Zverev’s bright future
By winning Madrid, Zverev became one of five active players – joining Nadal, Roger Federer, Novak Djokovic and Andy Murray – to have won three Masters 1000 titles. While the others are all 30 or older – and both Djokovic and Murray are attempting to recover from their respective injuries – Zverev is still very young. It’s pretty scary to think that his best days are still ahead of him.
“It’s a great feeling,” said Zverev after beating Thiem for just the second time in six tries. “Hopefully, this will not be my last, hopefully I can continue to improve, and win a few more.”
While Zverev’s best Grand Slam finish remains reaching the fourth round at last year’s Wimbledon, all indications suggest that he is finally ready to lift his talent to the next level.
After losing to Zverev, Thiem said, “I would say probably now, besides Roger and Rafa, he’s the best. You just need to look at his results.”
Zverev’s title win over Thiem capped a week in which he also beat Evgeny Donskoy, Leonardo Mayer, John Isner and Denis Shapovalov – all in straight sets – to improve his win-loss record to 27-10 this season.

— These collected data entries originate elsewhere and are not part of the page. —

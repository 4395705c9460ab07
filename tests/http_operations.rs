#![cfg(feature = "server")]

use std::io::Write;
use std::net::SocketAddr;
use std::sync::Arc;

use he_aggregate::http::{
    router, AppState, CiphertextResponse, CsvReadResponse, ErrorResponse, PublicKeyResponse,
    ValueResponse,
};
use he_aggregate::{ColumnSummary, CsvOptions, Engines, OperationResponse, OperationOutput};
use reqwest::StatusCode;
use serde_json::json;
use tokio::net::TcpListener;

async fn spawn_server(engines: Engines) -> (String, tokio::task::JoinHandle<()>) {
    let app = router(Arc::new(AppState {
        engines,
        csv: CsvOptions::default(),
    }));

    let listener = TcpListener::bind("127.0.0.1:0")
        .await
        .expect("bind should succeed");
    let addr: SocketAddr = listener.local_addr().expect("local addr");

    let handle = tokio::spawn(async move {
        axum::serve(listener, app).await.expect("server should run");
    });

    (format!("http://{}", addr), handle)
}

fn keyed_engines() -> Engines {
    let mut engines = Engines::with_ring_dim(1024).expect("valid parameters");
    engines.generate_keys().expect("keygen should succeed");
    engines
}

#[tokio::test]
async fn test_http_encrypt_add_decrypt() {
    let (base_url, server_handle) = spawn_server(keyed_engines()).await;
    let client = reqwest::Client::new();

    let health = client
        .get(format!("{}/health", base_url))
        .send()
        .await
        .expect("request should succeed");
    assert!(health.status().is_success());

    let mut texts = Vec::new();
    for value in [5, 7] {
        let response: CiphertextResponse = client
            .post(format!("{}/encrypt", base_url))
            .json(&json!({ "value": value, "scheme": "exact" }))
            .send()
            .await
            .expect("request should succeed")
            .json()
            .await
            .expect("parse response");
        texts.push(response.ciphertext);
    }

    let sum: CiphertextResponse = client
        .post(format!("{}/add_encrypted", base_url))
        .json(&json!({ "a": texts[0], "b": texts[1], "scheme": "exact" }))
        .send()
        .await
        .expect("request should succeed")
        .json()
        .await
        .expect("parse response");

    let value: ValueResponse = client
        .post(format!("{}/decrypt", base_url))
        .json(&json!({ "ciphertext": sum.ciphertext, "scheme": "exact" }))
        .send()
        .await
        .expect("request should succeed")
        .json()
        .await
        .expect("parse response");
    assert_eq!(value.value, 12.0);

    // Exact ciphertext presented as approximate
    let mismatch = client
        .post(format!("{}/decrypt", base_url))
        .json(&json!({ "ciphertext": sum.ciphertext, "scheme": "approximate" }))
        .send()
        .await
        .expect("request should succeed");
    assert_eq!(mismatch.status(), StatusCode::BAD_REQUEST);
    let body: ErrorResponse = mismatch.json().await.expect("parse error response");
    assert!(body.error.contains("scheme mismatch"));

    server_handle.abort();
}

#[tokio::test]
async fn test_http_operation_contract() {
    let (base_url, server_handle) = spawn_server(keyed_engines()).await;
    let client = reqwest::Client::new();

    let response = client
        .post(format!("{}/operation", base_url))
        .json(&json!({
            "operation": "average",
            "scheme": "approximate",
            "operands": [3.14, 2.71]
        }))
        .send()
        .await
        .expect("request should succeed");
    assert!(response.status().is_success());
    let body: OperationResponse = response.json().await.expect("parse response");
    let Some(OperationOutput::Value(avg)) = body.result else {
        panic!("expected a numeric result, got {:?}", body);
    };
    assert!((avg - 2.925).abs() < 0.01);

    let response = client
        .post(format!("{}/operation", base_url))
        .json(&json!({ "operation": "encrypt", "scheme": "exact", "operands": [200000] }))
        .send()
        .await
        .expect("request should succeed");
    assert_eq!(response.status(), StatusCode::BAD_REQUEST);
    let body: OperationResponse = response.json().await.expect("parse response");
    assert!(body.result.is_none());
    assert!(body.error.unwrap().contains("out of range"));

    let key: PublicKeyResponse = client
        .get(format!("{}/public_key?scheme=exact", base_url))
        .send()
        .await
        .expect("request should succeed")
        .json()
        .await
        .expect("parse response");
    assert!(!key.public_key.is_empty());

    server_handle.abort();
}

#[tokio::test]
async fn test_http_without_keys_is_internal_error() {
    let engines = Engines::with_ring_dim(1024).expect("valid parameters");
    let (base_url, server_handle) = spawn_server(engines).await;
    let client = reqwest::Client::new();

    let response = client
        .post(format!("{}/encrypt", base_url))
        .json(&json!({ "value": 1.0 }))
        .send()
        .await
        .expect("request should succeed");
    assert_eq!(response.status(), StatusCode::INTERNAL_SERVER_ERROR);

    server_handle.abort();
}

#[tokio::test]
async fn test_http_csv_routes() {
    let mut file = tempfile::NamedTempFile::new().expect("create temp file");
    file.write_all(b"10,20,30\n15,25,35\nx,abc,y\n")
        .expect("write csv");
    file.flush().expect("flush csv");

    let (base_url, server_handle) = spawn_server(keyed_engines()).await;
    let client = reqwest::Client::new();

    let read: CsvReadResponse = client
        .post(format!("{}/csv/read", base_url))
        .json(&json!({ "path": file.path(), "column": 1 }))
        .send()
        .await
        .expect("request should succeed")
        .json()
        .await
        .expect("parse response");
    assert_eq!(read.values, vec![20.0, 25.0]);
    assert_eq!(read.count, 2);

    let sum: ColumnSummary = client
        .post(format!("{}/csv/sum", base_url))
        .json(&json!({ "path": file.path(), "column": 1, "scheme": "exact" }))
        .send()
        .await
        .expect("request should succeed")
        .json()
        .await
        .expect("parse response");
    assert!(sum.encrypted);
    assert_eq!(sum.result, 45.0);

    let average: ColumnSummary = client
        .post(format!("{}/csv/average", base_url))
        .json(&json!({ "path": file.path(), "column": 0 }))
        .send()
        .await
        .expect("request should succeed")
        .json()
        .await
        .expect("parse response");
    assert!(!average.encrypted);
    assert_eq!(average.result, 12.5);

    let missing = client
        .post(format!("{}/csv/read", base_url))
        .json(&json!({ "path": "/nonexistent/he-aggregate/missing.csv" }))
        .send()
        .await
        .expect("request should succeed");
    assert_eq!(missing.status(), StatusCode::BAD_REQUEST);

    let degraded: ColumnSummary = client
        .post(format!("{}/csv/sum", base_url))
        .json(&json!({ "path": "/nonexistent/he-aggregate/missing.csv", "scheme": "approximate" }))
        .send()
        .await
        .expect("request should succeed")
        .json()
        .await
        .expect("parse response");
    assert_eq!(degraded.values_processed, 0);
    assert_eq!(degraded.result, 0.0);

    server_handle.abort();
}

“Zverev is quickly eliminating any perceived soft spots in his game,” wrote Craig O’Shannessy for the ATP World Tour website, in breaking down the metrics of Zverev’s victory over Thiem. “His backhand has always been rock solid, and his forehand stood tall in the Madrid final with nine winners and just eight unforced errors for the match. Thiem, by comparison, had eight winners and 15 unforced errors.”
Next stop Rome
Next, as Zverev defends his Internazionali BNL d’Italia title in Rome this week – where his quarter of the draw includes World No. 6 Juan Martín del Potro and No. 19 Kyle Edmund – one wonders if Roland Garros will be Sascha’s breakout Slam. Maybe. However, Zverev knows that the French Open remains Nadal’s Slam to win or lose.
“Rafa is the favorite, no matter where he plays, on a clay court,” said Zverev after his Madrid victory. “He’s going to be the favorite in Rome; he’s going to be the favorite in Paris. He’s still the guy to beat.”